Exercise description:
Extract the complete data exactly as given.

Source data:
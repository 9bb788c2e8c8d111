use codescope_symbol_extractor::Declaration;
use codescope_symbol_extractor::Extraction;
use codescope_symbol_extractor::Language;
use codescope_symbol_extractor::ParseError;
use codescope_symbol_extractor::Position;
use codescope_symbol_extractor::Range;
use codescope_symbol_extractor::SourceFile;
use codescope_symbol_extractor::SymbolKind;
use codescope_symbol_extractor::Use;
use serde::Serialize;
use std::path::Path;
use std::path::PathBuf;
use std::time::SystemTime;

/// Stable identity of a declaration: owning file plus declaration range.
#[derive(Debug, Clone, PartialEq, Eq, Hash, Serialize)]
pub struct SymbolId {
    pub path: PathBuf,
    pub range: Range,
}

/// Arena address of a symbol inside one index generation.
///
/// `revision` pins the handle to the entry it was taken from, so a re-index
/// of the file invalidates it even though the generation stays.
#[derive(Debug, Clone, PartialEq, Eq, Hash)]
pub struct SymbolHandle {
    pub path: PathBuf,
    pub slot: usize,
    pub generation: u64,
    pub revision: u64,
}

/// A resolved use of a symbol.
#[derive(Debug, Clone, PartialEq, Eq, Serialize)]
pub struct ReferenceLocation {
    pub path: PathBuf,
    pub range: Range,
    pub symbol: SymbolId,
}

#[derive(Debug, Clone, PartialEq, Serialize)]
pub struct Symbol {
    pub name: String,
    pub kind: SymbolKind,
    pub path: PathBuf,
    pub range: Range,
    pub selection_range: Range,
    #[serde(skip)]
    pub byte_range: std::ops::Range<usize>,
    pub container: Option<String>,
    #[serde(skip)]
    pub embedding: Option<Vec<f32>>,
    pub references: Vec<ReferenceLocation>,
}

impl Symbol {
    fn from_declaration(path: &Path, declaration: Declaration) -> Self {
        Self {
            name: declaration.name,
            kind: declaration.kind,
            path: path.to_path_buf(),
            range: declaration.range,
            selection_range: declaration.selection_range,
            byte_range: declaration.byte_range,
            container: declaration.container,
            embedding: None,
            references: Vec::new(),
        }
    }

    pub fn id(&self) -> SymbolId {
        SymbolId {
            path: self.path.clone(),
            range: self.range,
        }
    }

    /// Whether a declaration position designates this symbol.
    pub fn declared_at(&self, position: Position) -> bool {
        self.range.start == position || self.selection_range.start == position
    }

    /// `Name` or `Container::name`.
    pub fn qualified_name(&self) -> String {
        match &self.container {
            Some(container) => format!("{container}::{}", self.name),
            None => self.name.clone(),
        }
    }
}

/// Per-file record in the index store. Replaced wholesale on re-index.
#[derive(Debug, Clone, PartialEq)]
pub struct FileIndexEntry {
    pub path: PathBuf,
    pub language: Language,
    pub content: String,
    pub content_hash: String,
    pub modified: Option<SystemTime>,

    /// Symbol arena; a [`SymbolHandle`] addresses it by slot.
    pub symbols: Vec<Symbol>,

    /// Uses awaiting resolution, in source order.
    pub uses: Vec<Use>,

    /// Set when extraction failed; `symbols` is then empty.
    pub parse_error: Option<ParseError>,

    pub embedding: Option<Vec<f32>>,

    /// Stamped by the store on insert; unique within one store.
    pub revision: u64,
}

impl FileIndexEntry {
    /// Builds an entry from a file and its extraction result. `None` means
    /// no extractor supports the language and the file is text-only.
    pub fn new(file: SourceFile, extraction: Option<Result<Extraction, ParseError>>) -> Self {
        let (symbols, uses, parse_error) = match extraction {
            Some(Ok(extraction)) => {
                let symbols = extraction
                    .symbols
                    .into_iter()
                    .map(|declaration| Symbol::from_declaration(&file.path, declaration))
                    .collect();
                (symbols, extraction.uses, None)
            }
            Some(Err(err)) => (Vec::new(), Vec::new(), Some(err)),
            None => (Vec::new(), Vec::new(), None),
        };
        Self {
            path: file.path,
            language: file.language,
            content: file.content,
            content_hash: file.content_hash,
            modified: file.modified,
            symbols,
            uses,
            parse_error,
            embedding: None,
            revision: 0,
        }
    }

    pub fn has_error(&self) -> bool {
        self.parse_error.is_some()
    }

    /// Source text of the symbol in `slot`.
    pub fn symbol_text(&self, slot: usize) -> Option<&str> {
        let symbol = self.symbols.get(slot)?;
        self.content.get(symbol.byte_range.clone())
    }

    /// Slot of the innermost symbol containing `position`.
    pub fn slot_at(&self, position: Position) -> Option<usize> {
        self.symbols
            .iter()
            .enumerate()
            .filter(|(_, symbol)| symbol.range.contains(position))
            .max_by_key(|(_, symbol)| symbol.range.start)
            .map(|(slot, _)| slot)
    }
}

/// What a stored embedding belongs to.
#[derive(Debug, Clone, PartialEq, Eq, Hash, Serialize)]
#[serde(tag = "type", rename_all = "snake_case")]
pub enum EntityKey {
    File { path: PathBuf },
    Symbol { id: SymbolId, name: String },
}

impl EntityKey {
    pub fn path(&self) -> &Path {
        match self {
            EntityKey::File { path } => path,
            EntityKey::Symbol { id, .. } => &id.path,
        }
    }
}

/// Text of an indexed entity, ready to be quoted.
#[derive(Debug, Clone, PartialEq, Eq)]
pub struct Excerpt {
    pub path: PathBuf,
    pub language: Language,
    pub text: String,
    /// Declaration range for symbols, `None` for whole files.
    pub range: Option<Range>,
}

Exercise response:
repository 9bb788c2e8c8d111
use codescope_symbol_extractor::Declaration;
use codescope_symbol_extractor::Extraction;
use codescope_symbol_extractor::Language;
use codescope_symbol_extractor::ParseError;
use codescope_symbol_extractor::Position;
use codescope_symbol_extractor::Range;
use codescope_symbol_extractor::SourceFile;
use codescope_symbol_extractor::SymbolKind;
use codescope_symbol_extractor::Use;
use serde::Serialize;
use std::path::Path;
use std::path::PathBuf;
use std::time::SystemTime;

/// Stable identity of a declaration: owning file plus declaration range.
#[derive(Debug, Clone, PartialEq, Eq, Hash, Serialize)]
pub struct SymbolId {
    pub path: PathBuf,
    pub range: Range,
}

/// Arena address of a symbol inside one index generation.
///
/// `revision` pins the handle to the entry it was taken from, so a re-index
/// of the file invalidates it even though the generation stays.
#[derive(Debug, Clone, PartialEq, Eq, Hash)]
pub struct SymbolHandle {
    pub path: PathBuf,
    pub slot: usize,
    pub generation: u64,
    pub revision: u64,
}

/// A resolved use of a symbol.
#[derive(Debug, Clone, PartialEq, Eq, Serialize)]
pub struct ReferenceLocation {
    pub path: PathBuf,
    pub range: Range,
    pub symbol: SymbolId,
}

#[derive(Debug, Clone, PartialEq, Serialize)]
pub struct Symbol {
    pub name: String,
    pub kind: SymbolKind,
    pub path: PathBuf,
    pub range: Range,
    pub selection_range: Range,
    #[serde(skip)]
    pub byte_range: std::ops::Range<usize>,
    pub container: Option<String>,
    #[serde(skip)]
    pub embedding: Option<Vec<f32>>,
    pub references: Vec<ReferenceLocation>,
}

impl Symbol {
    fn from_declaration(path: &Path, declaration: Declaration) -> Self {
        Self {
            name: declaration.name,
            kind: declaration.kind,
            path: path.to_path_buf(),
            range: declaration.range,
            selection_range: declaration.selection_range,
            byte_range: declaration.byte_range,
            container: declaration.container,
            embedding: None,
            references: Vec::new(),
        }
    }

    pub fn id(&self) -> SymbolId {
        SymbolId {
            path: self.path.clone(),
            range: self.range,
        }
    }

    /// Whether a declaration position designates this symbol.
    pub fn declared_at(&self, position: Position) -> bool {
        self.range.start == position || self.selection_range.start == position
    }

    /// `Name` or `Container::name`.
    pub fn qualified_name(&self) -> String {
        match &self.container {
            Some(container) => format!("{container}::{}", self.name),
            None => self.name.clone(),
        }
    }
}

/// Per-file record in the index store. Replaced wholesale on re-index.
#[derive(Debug, Clone, PartialEq)]
pub struct FileIndexEntry {
    pub path: PathBuf,
    pub language: Language,
    pub content: String,
    pub content_hash: String,
    pub modified: Option<SystemTime>,

    /// Symbol arena; a [`SymbolHandle`] addresses it by slot.
    pub symbols: Vec<Symbol>,

    /// Uses awaiting resolution, in source order.
    pub uses: Vec<Use>,

    /// Set when extraction failed; `symbols` is then empty.
    pub parse_error: Option<ParseError>,

    pub embedding: Option<Vec<f32>>,

    /// Stamped by the store on insert; unique within one store.
    pub revision: u64,
}

impl FileIndexEntry {
    /// Builds an entry from a file and its extraction result. `None` means
    /// no extractor supports the language and the file is text-only.
    pub fn new(file: SourceFile, extraction: Option<Result<Extraction, ParseError>>) -> Self {
        let (symbols, uses, parse_error) = match extraction {
            Some(Ok(extraction)) => {
                let symbols = extraction
                    .symbols
                    .into_iter()
                    .map(|declaration| Symbol::from_declaration(&file.path, declaration))
                    .collect();
                (symbols, extraction.uses, None)
            }
            Some(Err(err)) => (Vec::new(), Vec::new(), Some(err)),
            None => (Vec::new(), Vec::new(), None),
        };
        Self {
            path: file.path,
            language: file.language,
            content: file.content,
            content_hash: file.content_hash,
            modified: file.modified,
            symbols,
            uses,
            parse_error,
            embedding: None,
            revision: 0,
        }
    }

    pub fn has_error(&self) -> bool {
        self.parse_error.is_some()
    }

    /// Source text of the symbol in `slot`.
    pub fn symbol_text(&self, slot: usize) -> Option<&str> {
        let symbol = self.symbols.get(slot)?;
        self.content.get(symbol.byte_range.clone())
    }

    /// Slot of the innermost symbol containing `position`.
    pub fn slot_at(&self, position: Position) -> Option<usize> {
        self.symbols
            .iter()
            .enumerate()
            .filter(|(_, symbol)| symbol.range.contains(position))
            .max_by_key(|(_, symbol)| symbol.range.start)
            .map(|(slot, _)| slot)
    }
}

/// What a stored embedding belongs to.
#[derive(Debug, Clone, PartialEq, Eq, Hash, Serialize)]
#[serde(tag = "type", rename_all = "snake_case")]
pub enum EntityKey {
    File { path: PathBuf },
    Symbol { id: SymbolId, name: String },
}

impl EntityKey {
    pub fn path(&self) -> &Path {
        match self {
            EntityKey::File { path } => path,
            EntityKey::Symbol { id, .. } => &id.path,
        }
    }
}

/// Text of an indexed entity, ready to be quoted.
#[derive(Debug, Clone, PartialEq, Eq)]
pub struct Excerpt {
    pub path: PathBuf,
    pub language: Language,
    pub text: String,
    /// Declaration range for symbols, `None` for whole files.
    pub range: Option<Range>,
}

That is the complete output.